# [Problem requirements]
Below is a block of records; repeat each one exactly.
[Start of Attachment]
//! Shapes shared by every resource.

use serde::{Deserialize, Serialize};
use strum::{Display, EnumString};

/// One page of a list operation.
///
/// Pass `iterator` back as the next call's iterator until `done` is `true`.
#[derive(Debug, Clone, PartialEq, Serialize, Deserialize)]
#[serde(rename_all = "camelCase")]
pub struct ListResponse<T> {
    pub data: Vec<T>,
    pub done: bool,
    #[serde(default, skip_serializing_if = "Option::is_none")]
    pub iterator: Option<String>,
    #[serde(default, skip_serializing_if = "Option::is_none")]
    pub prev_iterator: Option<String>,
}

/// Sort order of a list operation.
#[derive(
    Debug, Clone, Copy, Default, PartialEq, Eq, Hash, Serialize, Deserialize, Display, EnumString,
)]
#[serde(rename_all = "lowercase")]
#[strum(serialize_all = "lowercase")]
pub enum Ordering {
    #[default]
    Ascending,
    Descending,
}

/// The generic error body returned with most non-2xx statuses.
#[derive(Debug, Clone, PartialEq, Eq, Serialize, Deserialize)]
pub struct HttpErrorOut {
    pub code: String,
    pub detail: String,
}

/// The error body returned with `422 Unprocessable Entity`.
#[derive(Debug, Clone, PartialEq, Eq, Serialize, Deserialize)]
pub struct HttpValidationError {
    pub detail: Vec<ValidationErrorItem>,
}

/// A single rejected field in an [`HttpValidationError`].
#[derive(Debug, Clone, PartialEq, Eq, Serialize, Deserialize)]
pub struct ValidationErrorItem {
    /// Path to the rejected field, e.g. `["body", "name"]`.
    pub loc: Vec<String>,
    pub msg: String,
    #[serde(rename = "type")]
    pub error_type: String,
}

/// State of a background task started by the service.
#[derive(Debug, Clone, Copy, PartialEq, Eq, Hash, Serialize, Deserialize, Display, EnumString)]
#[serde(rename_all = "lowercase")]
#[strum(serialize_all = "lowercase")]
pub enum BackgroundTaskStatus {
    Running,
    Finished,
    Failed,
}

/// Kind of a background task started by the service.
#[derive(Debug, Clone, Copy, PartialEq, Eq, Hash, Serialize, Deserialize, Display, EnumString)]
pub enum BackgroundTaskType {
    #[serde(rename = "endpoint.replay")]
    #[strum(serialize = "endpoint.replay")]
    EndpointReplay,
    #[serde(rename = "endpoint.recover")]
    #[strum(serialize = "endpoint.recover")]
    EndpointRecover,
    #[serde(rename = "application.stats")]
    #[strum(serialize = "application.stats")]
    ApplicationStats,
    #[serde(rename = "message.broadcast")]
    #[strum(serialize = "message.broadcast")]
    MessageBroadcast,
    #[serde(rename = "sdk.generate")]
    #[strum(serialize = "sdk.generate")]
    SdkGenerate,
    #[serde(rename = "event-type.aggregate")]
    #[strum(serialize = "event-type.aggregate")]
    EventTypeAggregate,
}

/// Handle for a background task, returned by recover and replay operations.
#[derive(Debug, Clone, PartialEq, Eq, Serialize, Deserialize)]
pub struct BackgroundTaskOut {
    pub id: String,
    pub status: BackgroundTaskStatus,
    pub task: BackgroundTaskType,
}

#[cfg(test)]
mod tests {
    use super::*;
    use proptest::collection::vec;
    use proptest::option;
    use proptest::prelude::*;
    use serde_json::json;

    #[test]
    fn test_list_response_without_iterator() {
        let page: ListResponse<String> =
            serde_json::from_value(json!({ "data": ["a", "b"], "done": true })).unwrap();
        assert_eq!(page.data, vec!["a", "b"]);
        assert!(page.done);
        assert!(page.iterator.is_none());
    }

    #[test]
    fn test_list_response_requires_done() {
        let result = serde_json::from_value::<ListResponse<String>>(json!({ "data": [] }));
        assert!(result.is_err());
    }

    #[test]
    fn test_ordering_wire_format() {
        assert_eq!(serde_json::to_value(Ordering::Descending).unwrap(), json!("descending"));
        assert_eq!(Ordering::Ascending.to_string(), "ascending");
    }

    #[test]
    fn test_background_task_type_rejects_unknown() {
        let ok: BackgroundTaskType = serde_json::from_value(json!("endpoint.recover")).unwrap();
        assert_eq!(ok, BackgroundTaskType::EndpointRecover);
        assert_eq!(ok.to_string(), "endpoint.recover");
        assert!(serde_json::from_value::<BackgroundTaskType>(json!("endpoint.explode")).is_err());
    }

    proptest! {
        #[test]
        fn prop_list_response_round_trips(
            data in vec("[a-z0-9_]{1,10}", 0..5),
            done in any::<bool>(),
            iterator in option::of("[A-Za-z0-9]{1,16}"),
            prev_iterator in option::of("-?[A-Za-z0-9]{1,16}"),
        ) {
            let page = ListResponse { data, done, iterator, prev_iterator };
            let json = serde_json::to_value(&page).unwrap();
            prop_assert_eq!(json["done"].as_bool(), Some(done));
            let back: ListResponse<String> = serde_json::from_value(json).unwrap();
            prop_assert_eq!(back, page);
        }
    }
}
[End of Attachment]
# [Response]
//! Shapes shared by every resource.

use serde::{Deserialize, Serialize};
use strum::{Display, EnumString};

/// One page of a list operation.
///
/// Pass `iterator` back as the next call's iterator until `done` is `true`.
#[derive(Debug, Clone, PartialEq, Serialize, Deserialize)]
#[serde(rename_all = "camelCase")]
pub struct ListResponse<T> {
    pub data: Vec<T>,
    pub done: bool,
    #[serde(default, skip_serializing_if = "Option::is_none")]
    pub iterator: Option<String>,
    #[serde(default, skip_serializing_if = "Option::is_none")]
    pub prev_iterator: Option<String>,
}

/// Sort order of a list operation.
#[derive(
    Debug, Clone, Copy, Default, PartialEq, Eq, Hash, Serialize, Deserialize, Display, EnumString,
)]
#[serde(rename_all = "lowercase")]
#[strum(serialize_all = "lowercase")]
pub enum Ordering {
    #[default]
    Ascending,
    Descending,
}

/// The generic error body returned with most non-2xx statuses.
#[derive(Debug, Clone, PartialEq, Eq, Serialize, Deserialize)]
pub struct HttpErrorOut {
    pub code: String,
    pub detail: String,
}

/// The error body returned with `422 Unprocessable Entity`.
#[derive(Debug, Clone, PartialEq, Eq, Serialize, Deserialize)]
pub struct HttpValidationError {
    pub detail: Vec<ValidationErrorItem>,
}

/// A single rejected field in an [`HttpValidationError`].
#[derive(Debug, Clone, PartialEq, Eq, Serialize, Deserialize)]
pub struct ValidationErrorItem {
    /// Path to the rejected field, e.g. `["body", "name"]`.
    pub loc: Vec<String>,
    pub msg: String,
    #[serde(rename = "type")]
    pub error_type: String,
}

/// State of a background task started by the service.
#[derive(Debug, Clone, Copy, PartialEq, Eq, Hash, Serialize, Deserialize, Display, EnumString)]
#[serde(rename_all = "lowercase")]
#[strum(serialize_all = "lowercase")]
pub enum BackgroundTaskStatus {
    Running,
    Finished,
    Failed,
}

/// Kind of a background task started by the service.
#[derive(Debug, Clone, Copy, PartialEq, Eq, Hash, Serialize, Deserialize, Display, EnumString)]
pub enum BackgroundTaskType {
    #[serde(rename = "endpoint.replay")]
    #[strum(serialize = "endpoint.replay")]
    EndpointReplay,
    #[serde(rename = "endpoint.recover")]
    #[strum(serialize = "endpoint.recover")]
    EndpointRecover,
    #[serde(rename = "application.stats")]
    #[strum(serialize = "application.stats")]
    ApplicationStats,
    #[serde(rename = "message.broadcast")]
    #[strum(serialize = "message.broadcast")]
    MessageBroadcast,
    #[serde(rename = "sdk.generate")]
    #[strum(serialize = "sdk.generate")]
    SdkGenerate,
    #[serde(rename = "event-type.aggregate")]
    #[strum(serialize = "event-type.aggregate")]
    EventTypeAggregate,
}

/// Handle for a background task, returned by recover and replay operations.
#[derive(Debug, Clone, PartialEq, Eq, Serialize, Deserialize)]
pub struct BackgroundTaskOut {
    pub id: String,
    pub status: BackgroundTaskStatus,
    pub task: BackgroundTaskType,
}

#[cfg(test)]
mod tests {
    use super::*;
    use proptest::collection::vec;
    use proptest::option;
    use proptest::prelude::*;
    use serde_json::json;

    #[test]
    fn test_list_response_without_iterator() {
        let page: ListResponse<String> =
            serde_json::from_value(json!({ "data": ["a", "b"], "done": true })).unwrap();
        assert_eq!(page.data, vec!["a", "b"]);
        assert!(page.done);
        assert!(page.iterator.is_none());
    }

    #[test]
    fn test_list_response_requires_done() {
        let result = serde_json::from_value::<ListResponse<String>>(json!({ "data": [] }));
        assert!(result.is_err());
    }

    #[test]
    fn test_ordering_wire_format() {
        assert_eq!(serde_json::to_value(Ordering::Descending).unwrap(), json!("descending"));
        assert_eq!(Ordering::Ascending.to_string(), "ascending");
    }

    #[test]
    fn test_background_task_type_rejects_unknown() {
        let ok: BackgroundTaskType = serde_json::from_value(json!("endpoint.recover")).unwrap();
        assert_eq!(ok, BackgroundTaskType::EndpointRecover);
        assert_eq!(ok.to_string(), "endpoint.recover");
        assert!(serde_json::from_value::<BackgroundTaskType>(json!("endpoint.explode")).is_err());
    }

    proptest! {
        #[test]
        fn prop_list_response_round_trips(
            data in vec("[a-z0-9_]{1,10}", 0..5),
            done in any::<bool>(),
            iterator in option::of("[A-Za-z0-9]{1,16}"),
            prev_iterator in option::of("-?[A-Za-z0-9]{1,16}"),
        ) {
            let page = ListResponse { data, done, iterator, prev_iterator };
            let json = serde_json::to_value(&page).unwrap();
            prop_assert_eq!(json["done"].as_bool(), Some(done));
            let back: ListResponse<String> = serde_json::from_value(json).unwrap();
            prop_assert_eq!(back, page);
        }
    }
}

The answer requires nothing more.